The 1982 Act has been made applicable to all private medical colleges and
medical institutions which are not permanently affiliated to any University in
the State of Bihar. By virtue of Section 9, the institutions which have been
functioning without prior permission or approval of the State Government are
required to apply for such permission within a period of one month from the
date of coming into force of the 1982 Act. This Section prohibits admission of
the students in such institutions till the grant of permission by the
Government. It also provides that in case the application is not moved within
the stipulated period or the State Government refuses permission, they will be
deemed to have been established in contravention of the provisions of the Act.
Section 10 provides for penalty and a person contravening any of the provisions
of the Act is made liable for punishment with a fine which may extend to Rs.

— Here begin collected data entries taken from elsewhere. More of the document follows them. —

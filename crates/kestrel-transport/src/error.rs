// ============================================
// File: crates/kestrel-transport/src/error.rs
// ============================================
//! # Transport Error Types
//!
//! ## Last Modified
//! v0.1.0 - Initial transport error definitions

use thiserror::Error;

use kestrel_common::error::CommonError;

/// Result type for transport operations.
pub type Result<T> = std::result::Result<T, TransportError>;

/// Errors raised by crypto stream implementations.
#[derive(Error, Debug)]
pub enum TransportError {
    /// The stream was closed locally; no further I/O is possible.
    #[error("Crypto stream is closed")]
    StreamClosed,

    /// The peer's buffer is full.
    #[error("Crypto stream buffer full: {pending} bytes pending (limit: {limit})")]
    BufferFull {
        /// Bytes already queued
        pending: usize,
        /// Queue limit in bytes
        limit: usize,
    },

    /// Underlying I/O failed.
    #[error("Crypto stream I/O failed: {context}")]
    Io {
        /// Operation being performed
        context: String,
        /// Source error
        #[source]
        source: std::io::Error,
    },

    /// Error from the common crate.
    #[error(transparent)]
    Common(#[from] CommonError),
}

impl TransportError {
    /// Creates an `Io` error with context.
    pub fn io(context: impl Into<String>, source: std::io::Error) -> Self {
        Self::Io {
            context: context.into(),
            source,
        }
    }

    /// Returns `true` if the stream can no longer be used.
    #[must_use]
    pub const fn is_closed(&self) -> bool {
        matches!(self, Self::StreamClosed | Self::Io { .. })
    }
}

#[cfg(test)]
mod tests {
    use super::*;

    #[test]
    fn test_error_display() {
        let err = TransportError::BufferFull { pending: 10, limit: 8 };
        assert!(err.to_string().contains("10"));
        assert!(TransportError::StreamClosed.is_closed());
        assert!(!err.is_closed());
    }
}
// ============================================
// File: crates/kestrel-session/src/replay.rs
// ============================================
//! # Duplicate Packet Detection
//!
//! ## Creation Reason
//! Packets may arrive reordered, so incoming packet numbers are tracked in
//! a sliding window instead of requiring strict increase.
//!
//! ## Algorithm
//! ```text
//!     ◄─────────── WINDOW_SIZE ───────────►
//!     ┌─────────────────────────────────────┐
//!     │  bitmap (2048 bits = 256 bytes)     │
//!     └─────────────────────────────────────┘
//!     ▲                                     ▲
//!  window_base                         highest_seen
//!
//! 1. pn > highest_seen          → fresh, window advances on record
//! 2. pn in window, bit clear    → fresh
//! 3. pn < window_base           → too old
//! 4. pn in window, bit set      → duplicate
//! ```
//!
//! ## ⚠️ Important Note for Next Developer
//! - `check` never mutates; call `record` only after the packet opened
//!
//! ## Last Modified
//! v0.1.0 - Sliding window with separate check and record

use std::fmt;

/// Packets tracked behind the highest seen number.
pub const WINDOW_SIZE: u64 = 2048;

const BITMAP_WORDS: usize = (WINDOW_SIZE / 64) as usize;

/// Verdict on an incoming packet number.
#[derive(Debug, Clone, Copy, PartialEq, Eq)]
pub enum WindowCheck {
    /// Not seen before.
    Fresh,
    /// Already recorded.
    Duplicate,
    /// Fell behind the window.
    TooOld,
}

impl WindowCheck {
    /// `true` for `Fresh`.
    #[must_use]
    pub const fn is_fresh(self) -> bool {
        matches!(self, Self::Fresh)
    }
}

/// Sliding window over received packet numbers.
pub struct PacketNumberWindow {
    highest_seen: Option<u64>,
    bitmap: [u64; BITMAP_WORDS],
}

impl PacketNumberWindow {
    /// Creates an empty window.
    #[must_use]
    pub const fn new() -> Self {
        Self {
            highest_seen: None,
            bitmap: [0u64; BITMAP_WORDS],
        }
    }

    /// Classifies `pn` without recording it.
    #[must_use]
    pub fn check(&self, pn: u64) -> WindowCheck {
        let Some(highest) = self.highest_seen else {
            return WindowCheck::Fresh;
        };
        if pn > highest {
            return WindowCheck::Fresh;
        }
        if pn < Self::base_for(highest) {
            return WindowCheck::TooOld;
        }
        if self.get_bit(pn) {
            WindowCheck::Duplicate
        } else {
            WindowCheck::Fresh
        }
    }

    /// Records `pn` as received.
    ///
    /// Returns the verdict `check` would have given; only `Fresh` numbers
    /// change the window.
    pub fn record(&mut self, pn: u64) -> WindowCheck {
        let verdict = self.check(pn);
        if !verdict.is_fresh() {
            return verdict;
        }

        match self.highest_seen {
            Some(highest) if pn > highest => {
                let advance = pn - highest;
                if advance >= WINDOW_SIZE {
                    self.bitmap = [0u64; BITMAP_WORDS];
                } else {
                    for stale in highest + 1..=pn {
                        self.clear_bit(stale);
                    }
                }
                self.highest_seen = Some(pn);
            }
            Some(_) => {}
            None => self.highest_seen = Some(pn),
        }
        self.set_bit(pn);
        verdict
    }

    /// Highest number recorded so far.
    #[must_use]
    pub const fn highest_seen(&self) -> Option<u64> {
        self.highest_seen
    }

    /// Oldest number still tracked.
    #[must_use]
    pub fn window_base(&self) -> u64 {
        self.highest_seen.map_or(0, Self::base_for)
    }

    const fn base_for(highest: u64) -> u64 {
        highest.saturating_sub(WINDOW_SIZE - 1)
    }

    #[inline]
    fn slot(pn: u64) -> (usize, u64) {
        #[allow(clippy::cast_possible_truncation)]
        let bit_index = (pn % WINDOW_SIZE) as usize;
        (bit_index / 64, 1u64 << (bit_index % 64))
    }

    #[inline]
    fn get_bit(&self, pn: u64) -> bool {
        let (word, mask) = Self::slot(pn);
        self.bitmap[word] & mask != 0
    }

    #[inline]
    fn set_bit(&mut self, pn: u64) {
        let (word, mask) = Self::slot(pn);
        self.bitmap[word] |= mask;
    }

    #[inline]
    fn clear_bit(&mut self, pn: u64) {
        let (word, mask) = Self::slot(pn);
        self.bitmap[word] &= !mask;
    }
}

impl Default for PacketNumberWindow {
    fn default() -> Self {
        Self::new()
    }
}

impl fmt::Debug for PacketNumberWindow {
    fn fmt(&self, f: &mut fmt::Formatter<'_>) -> fmt::Result {
        f.debug_struct("PacketNumberWindow")
            .field("highest_seen", &self.highest_seen)
            .field("window_base", &self.window_base())
            .finish()
    }
}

10,000/- and imprisonment for a term which may extend upto three years. In case
of continuing contravention, such person shall be liable to pay a further fine
which may extend to Rs.1,000/- per day after the date of the first conviction
for the period during which he is proved to have persisted in such
contravention. The offence is made non- bailable and cognizable. As per Section
11, if the application moved for permission to start medical course of study of
indigenous system of medicine either under Section 3 or Section 9 is refused as
the institution or college is not found eligible or does not qualify for
permission, it is incumbent on the organizer of such institution to close it
down within a period of three months of refusal of permission. Section 15 gives
authority to the State Government to seize the accounts of an institution
contravening the provisions of the Act. From these provisions, it is apparent
that after introduction of the 1981 Ordinance and the 1982 Act, the Governing
Body or the Organizing Committee or any body or institution intending to start
any course of study in indigenous system of medicine is required to seek
permission of the State Government to open a private medical college or medical
institution for admitting the students to be conferred with a degree, diploma,
etc., as included in the Second Schedule of the 1970 Act. It is only the
Governing Body or the Organising Committee or any body or institution which has
been permanently affiliated to any University in the State of Bihar is exempted
from the provisions of the 1981 Ordinance or the 1982 Act. Institutions already
imparting education in indigenous system of medicine are required to take
permission after coming into force of the 1982 Act.
46.The Act
provides for imposition of the fine and imprisonment for any person who
contravenes any of the provisions of the 1981 Ordinance or the 1982 Act. If the
permission is refused, the institution will be closed down. Section 13 of the
Act further authorizes the State Government to authorize any officer to enter
into the premises of the institution contravening the provisions of the 1981
Ordinance or the 1982 Act for the purposes of inspection and carrying into
effect the provisions of the Ordinance or the Act. Such officer may be
empowered to close down the institution and to lock and seal it. The Act also
provides provision for seizure of the accounts by the State Government of an
institution contravening the provisions of the Ordinance or the Act. The Act
arms the State Government with various powers including the penal powers.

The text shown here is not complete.